Odilo Ehrhardt Ex-Nazi guard at a Nazi concentration camp in World War Two. Known as a heartless killer during his time with the Nazi regime. Set up and leads the Stormtroopers, his neo-Nazi regime based in Chile. Is killed by William Race after being shot by Race and then blown up by his own hydrazine explosive trap, while failing to kill Race.

=== Republican Army of Texas ===
Earl Bittiker A former Navy Seal, he formed the Texans as a militia group that raided government buildings. Later merged with the Oklahoma Freedom Fighters and a Japanese doomsday group in order to acquire a Supernova and use it to destroy the world. Killed by William Race after being trapped by Race in a falling tank.

===Santiago's story===

Alberto Santiago Main protagonist, Spanish priest and missionary who on his journey with the Spaniards in their quest to conquer the Incas, witnesses the brutality of his countrymen and decides to betray them and help the Incans instead, inspired by the Incans and their spirit and will. Kills Hernando Pizarro to save the idol. Marries Lena, Renco's sister, and later returns to France to write the manuscript.

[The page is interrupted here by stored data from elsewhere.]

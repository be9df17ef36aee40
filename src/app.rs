use axum::{routing::get, Router};
use std::net::SocketAddr;
use tower_http::{cors::CorsLayer, trace::TraceLayer};

use crate::state::AppState;
use crate::{auth, deletion};

pub fn build_app(state: AppState) -> Router {
    Router::new()
        .nest(
            "/api/v1",
            Router::new()
                .merge(auth::router())
                .merge(deletion::router())
                .route("/health", get(|| async { "ok" })),
        )
        .with_state(state)
        .layer(CorsLayer::permissive())
        .layer(
            TraceLayer::new_for_http()
                .make_span_with(|req: &axum::http::Request<_>| {
                    let method = req.method().clone();
                    let uri = req.uri().clone();
                    tracing::info_span!("http_request", %method, uri = %uri)
                })
                .on_response(
                    |res: &axum::http::Response<_>,
                     _latency: std::time::Duration,
                     span: &tracing::Span| {
                        let status = res.status();
                        span.record("status", tracing::field::display(status));
                        if status.is_server_error() {
                            tracing::error!(%status, "response");
                        } else {
                            tracing::info!(%status, "response");
                        }
                    },
                ),
        )
}

pub async fn serve(app: Router) -> anyhow::Result<()> {
    let addr: SocketAddr = format!(
        "{}:{}",
        std::env::var("APP_HOST").unwrap_or_else(|_| "0.0.0.0".into()),
        std::env::var("APP_PORT").unwrap_or_else(|_| "8080".into())
    )
    .parse()?;

    tracing::info!("listening on {}", addr);
    let listener = tokio::net::TcpListener::bind(addr).await?;
    axum::serve(listener, app).await?;
    Ok(())
}
use serde::Deserialize;

#[derive(Debug, Clone, Deserialize)]
pub struct JwtConfig {
    pub secret: String,
    pub issuer: String,
    pub audience: String,
    pub ttl_minutes: i64,
}

#[derive(Debug, Clone, Deserialize)]
pub struct AppConfig {
    pub database_url: String,
    /// Shared secret expected from the cron trigger, never a user credential.
    pub cron_secret: String,
    pub jwt: JwtConfig,
}

impl AppConfig {
    pub fn from_env() -> anyhow::Result<Self> {
        let database_url = std::env::var("DATABASE_URL")?;
        let cron_secret = std::env::var("CRON_SECRET")?;
        let jwt = JwtConfig {
            secret: std::env::var("JWT_SECRET")?,
            issuer: std::env::var("JWT_ISSUER").unwrap_or_else(|_| "vitalog".into()),
            audience: std::env::var("JWT_AUDIENCE").unwrap_or_else(|_| "vitalog-users".into()),
            ttl_minutes: std::env::var("JWT_TTL_MINUTES")
                .ok()
                .and_then(|v| v.parse::<i64>().ok())
                .unwrap_or(60),
        };
        Ok(Self {
            database_url,
            cron_secret,
            jwt,
        })
    }
}
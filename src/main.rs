mod app;
mod auth;
mod config;
mod deletion;
mod eraser;
mod error;
mod identity;
mod state;

#[tokio::main]
async fn main() -> anyhow::Result<()> {
    dotenvy::dotenv().ok();

    let env_filter = std::env::var("RUST_LOG")
        .unwrap_or_else(|_| "vitalog=debug,axum=info,tower_http=info".to_string());
    let json_logs = std::env::var("LOG_FORMAT")
        .map(|v| v == "json")
        .unwrap_or(false);

    if json_logs {
        tracing_subscriber::fmt()
            .with_env_filter(env_filter)
            .with_target(false)
            .json()
            .init();
    } else {
        tracing_subscriber::fmt().with_env_filter(env_filter).init();
    }

    let app_state = state::AppState::init().await?;

    sqlx::migrate!("./migrations").run(&app_state.db).await?;

    let app = app::build_app(app_state);
    app::serve(app).await
}
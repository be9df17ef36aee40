mod dto;
pub mod handlers;
pub mod repo;
pub mod repo_types;
pub mod services;

use crate::state::AppState;
use axum::Router;

pub fn router() -> Router<AppState> {
    Router::new()
        .merge(handlers::account_routes())
        .merge(handlers::internal_routes())
}
use serde::{Deserialize, Serialize};
use uuid::Uuid;

/// JWT payload used for authentication.
#[derive(Debug, Clone, Serialize, Deserialize)]
pub struct Claims {
    pub sub: Uuid,   // user ID
    pub iat: usize,  // issued at (unix timestamp)
    pub exp: usize,  // expires at (unix timestamp)
    pub iss: String, // issuer
    pub aud: String, // audience
}
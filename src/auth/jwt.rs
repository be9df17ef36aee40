use axum::extract::FromRef;
use jsonwebtoken::{decode, encode, DecodingKey, EncodingKey, Header, Validation};
use std::time::Duration;
use time::{Duration as TimeDuration, OffsetDateTime};
use tracing::debug;
use uuid::Uuid;

use crate::auth::claims::Claims;
use crate::config::JwtConfig;
use crate::state::AppState;

/// Holds JWT signing and verification keys with config data.
#[derive(Clone)]
pub struct JwtKeys {
    pub encoding: EncodingKey,
    pub decoding: DecodingKey,
    pub issuer: String,
    pub audience: String,
    pub access_ttl: Duration,
}

impl FromRef<AppState> for JwtKeys {
    fn from_ref(state: &AppState) -> Self {
        let JwtConfig {
            secret,
            issuer,
            audience,
            ttl_minutes,
        } = state.config.jwt.clone();
        Self {
            encoding: EncodingKey::from_secret(secret.as_bytes()),
            decoding: DecodingKey::from_secret(secret.as_bytes()),
            issuer,
            audience,
            access_ttl: Duration::from_secs((ttl_minutes as u64) * 60),
        }
    }
}

impl JwtKeys {
    pub fn sign(&self, user_id: Uuid) -> anyhow::Result<String> {
        let now = OffsetDateTime::now_utc();
        let exp = now + TimeDuration::seconds(self.access_ttl.as_secs() as i64);
        let claims = Claims {
            sub: user_id,
            iat: now.unix_timestamp() as usize,
            exp: exp.unix_timestamp() as usize,
            iss: self.issuer.clone(),
            aud: self.audience.clone(),
        };
        let token = encode(&Header::default(), &claims, &self.encoding)?;
        debug!(user_id = %user_id, "jwt signed");
        Ok(token)
    }

    pub fn verify(&self, token: &str) -> anyhow::Result<Claims> {
        let mut validation = Validation::default();
        validation.set_audience(std::slice::from_ref(&self.audience));
        validation.set_issuer(std::slice::from_ref(&self.issuer));
        let data = decode::<Claims>(token, &self.decoding, &validation)?;
        debug!(user_id = %data.claims.sub, "jwt verified");
        Ok(data.claims)
    }
}

#[cfg(test)]
mod tests {
    use super::*;

    fn make_keys() -> JwtKeys {
        let state = AppState::fake();
        JwtKeys::from_ref(&state)
    }

    #[tokio::test]
    async fn sign_and_verify_token() {
        let keys = make_keys();
        let user_id = Uuid::new_v4();
        let token = keys.sign(user_id).expect("sign");
        let claims = keys.verify(&token).expect("verify");
        assert_eq!(claims.sub, user_id);
        assert_eq!(claims.iss, "test-issuer");
        assert_eq!(claims.aud, "test-aud");
    }

    #[tokio::test]
    async fn verify_rejects_garbage() {
        let keys = make_keys();
        assert!(keys.verify("not.a.token").is_err());
    }

    #[tokio::test]
    async fn verify_rejects_wrong_audience() {
        let keys = make_keys();
        let mut other = make_keys();
        other.audience = "someone-else".into();
        let token = keys.sign(Uuid::new_v4()).expect("sign");
        assert!(other.verify(&token).is_err());
    }
}
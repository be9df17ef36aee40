use async_trait::async_trait;
use sqlx::PgPool;
use tracing::info;
use uuid::Uuid;

use crate::error::EraseError;

/// Irreversibly removes everything a user owns. All-or-nothing: partial
/// success is not a defined outcome.
#[async_trait]
pub trait UserDataEraser: Send + Sync {
    async fn erase(&self, user_id: Uuid) -> Result<(), EraseError>;
}

/// Deletes the `users` row; every user-owned table references it with
/// `ON DELETE CASCADE`, so one statement removes the account atomically.
#[derive(Clone)]
pub struct CascadingEraser {
    db: PgPool,
}

impl CascadingEraser {
    pub fn new(db: PgPool) -> Self {
        Self { db }
    }
}

#[async_trait]
impl UserDataEraser for CascadingEraser {
    async fn erase(&self, user_id: Uuid) -> Result<(), EraseError> {
        let result = sqlx::query("DELETE FROM users WHERE id = $1")
            .bind(user_id)
            .execute(&self.db)
            .await
            .map_err(classify)?;

        if result.rows_affected() == 0 {
            return Err(EraseError::Permanent(anyhow::anyhow!(
                "user {user_id} does not exist"
            )));
        }

        info!(%user_id, "user data erased");
        Ok(())
    }
}

fn classify(e: sqlx::Error) -> EraseError {
    match e {
        sqlx::Error::Io(_) | sqlx::Error::PoolTimedOut | sqlx::Error::PoolClosed => {
            EraseError::Transient(e.into())
        }
        _ => EraseError::Permanent(e.into()),
    }
}
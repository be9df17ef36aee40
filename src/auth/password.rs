use argon2::{
    password_hash::{PasswordHash, PasswordHasher, PasswordVerifier, SaltString},
    Argon2,
};
use rand::rngs::OsRng;
use tracing::error;

pub fn hash_password(plain: &str) -> anyhow::Result<String> {
    let salt = SaltString::generate(&mut OsRng);
    let argon2 = Argon2::default();
    let hash = argon2
        .hash_password(plain.as_bytes(), &salt)
        .map_err(|e| {
            error!(error = %e, "argon2 hash_password error");
            anyhow::anyhow!(e.to_string())
        })?
        .to_string();
    Ok(hash)
}

pub fn verify_password(plain: &str, hash: &str) -> anyhow::Result<bool> {
    let parsed = PasswordHash::new(hash).map_err(|e| {
        error!(error = %e, "argon2 parse hash error");
        anyhow::anyhow!(e.to_string())
    })?;
    Ok(Argon2::default()
        .verify_password(plain.as_bytes(), &parsed)
        .is_ok())
}

#[cfg(test)]
mod tests {
    use super::*;

    #[test]
    fn hash_and_verify_roundtrip() {
        let password = "s0me-Re-entry-Secret!";
        let hash = hash_password(password).expect("hashing should succeed");
        assert!(verify_password(password, &hash).expect("verify should succeed"));
    }

    #[test]
    fn verify_rejects_wrong_password() {
        let hash = hash_password("the-real-password").expect("hashing should succeed");
        assert!(!verify_password("a-guess", &hash).expect("verify should not error"));
    }

    #[test]
    fn verify_errors_on_malformed_hash() {
        let err = verify_password("anything", "not-a-valid-hash").unwrap_err();
        assert!(!err.to_string().is_empty());
    }
}
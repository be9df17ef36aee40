use serde::{Deserialize, Serialize};
use time::OffsetDateTime;
use uuid::Uuid;

/// Request body for scheduling account deletion. The password re-confirms
/// the caller's identity on top of the access token.
#[derive(Debug, Deserialize)]
pub struct DeleteAccountRequest {
    #[serde(default)]
    pub password: String,
}

#[derive(Debug, Serialize)]
pub struct ScheduleDeletionResponse {
    pub request_id: Uuid,
    #[serde(with = "time::serde::rfc3339")]
    pub scheduled_deletion_at: OffsetDateTime,
    pub message: String,
}

#[derive(Debug, Serialize)]
pub struct DeletedAccount {
    pub user_id: Uuid,
    pub deletion_request_id: Uuid,
}

#[derive(Debug, Serialize)]
pub struct SweepError {
    pub user_id: Uuid,
    pub error: String,
}

#[derive(Debug, Serialize)]
pub struct CleanupResponse {
    pub message: String,
    pub deleted_count: usize,
    pub error_count: usize,
    pub deleted_accounts: Vec<DeletedAccount>,
    pub errors: Vec<SweepError>,
}

#[cfg(test)]
mod tests {
    use super::*;
    use time::macros::datetime;

    #[test]
    fn schedule_response_uses_rfc3339() {
        let response = ScheduleDeletionResponse {
            request_id: Uuid::new_v4(),
            scheduled_deletion_at: datetime!(2025-01-08 00:00:00 UTC),
            message: "scheduled".into(),
        };
        let json = serde_json::to_string(&response).unwrap();
        assert!(json.contains("2025-01-08T00:00:00Z"));
        assert!(json.contains("request_id"));
    }

    #[test]
    fn cleanup_response_shape() {
        let user_id = Uuid::new_v4();
        let response = CleanupResponse {
            message: "Cleanup completed".into(),
            deleted_count: 1,
            error_count: 1,
            deleted_accounts: vec![DeletedAccount {
                user_id,
                deletion_request_id: Uuid::new_v4(),
            }],
            errors: vec![SweepError {
                user_id: Uuid::new_v4(),
                error: "cascade delete rejected".into(),
            }],
        };
        let json = serde_json::to_value(&response).unwrap();
        assert_eq!(json["deleted_count"], 1);
        assert_eq!(json["error_count"], 1);
        assert_eq!(json["deleted_accounts"][0]["user_id"], user_id.to_string());
        assert_eq!(json["errors"][0]["error"], "cascade delete rejected");
    }
}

Prince Renco Capac Incan prince, highly skilled and hailed by the Incans as their hero, imprisoned on a ship, is released by Santiago, and who partners with the latter to confiscate and protect a sacred Incan idol from the Spanish Conquistadors. Presumed killed by Race before Race discovered he in fact survived luring the rapas into the temple, using this information to himself survive the temple.

Lena An Incan princess, she similarly mirrors Renee Becker with Race in being Santiago's love interest.

Bassario The disgraced son of a royal stonemason, he is convicted to prison. Freed by Renco in order to use his skills to construct a fake idol in order to fool Hernando Pizarro. Initially leaves Renco and Santiago to their deaths at the hands of the Spanish conquistadors, but returns in the nick of time to save their lives, proving he was still an honourable man.

Hernando Pizarro The brother of the Spanish conqueror's governor, Francisco, a brutal man who revelled in killing the Incans and stopped at nothing to possess the idol. He was killed by Santiago by being dropped off the rope bridge.

Castino A tribesman of the subjugated Chanca clan, he joined the Spanish conquistadors led by Hernando in order to get revenge on Renco, using his tracking skills to aid the Spanish. He was decapitated by Renco in the final battle atop the temple.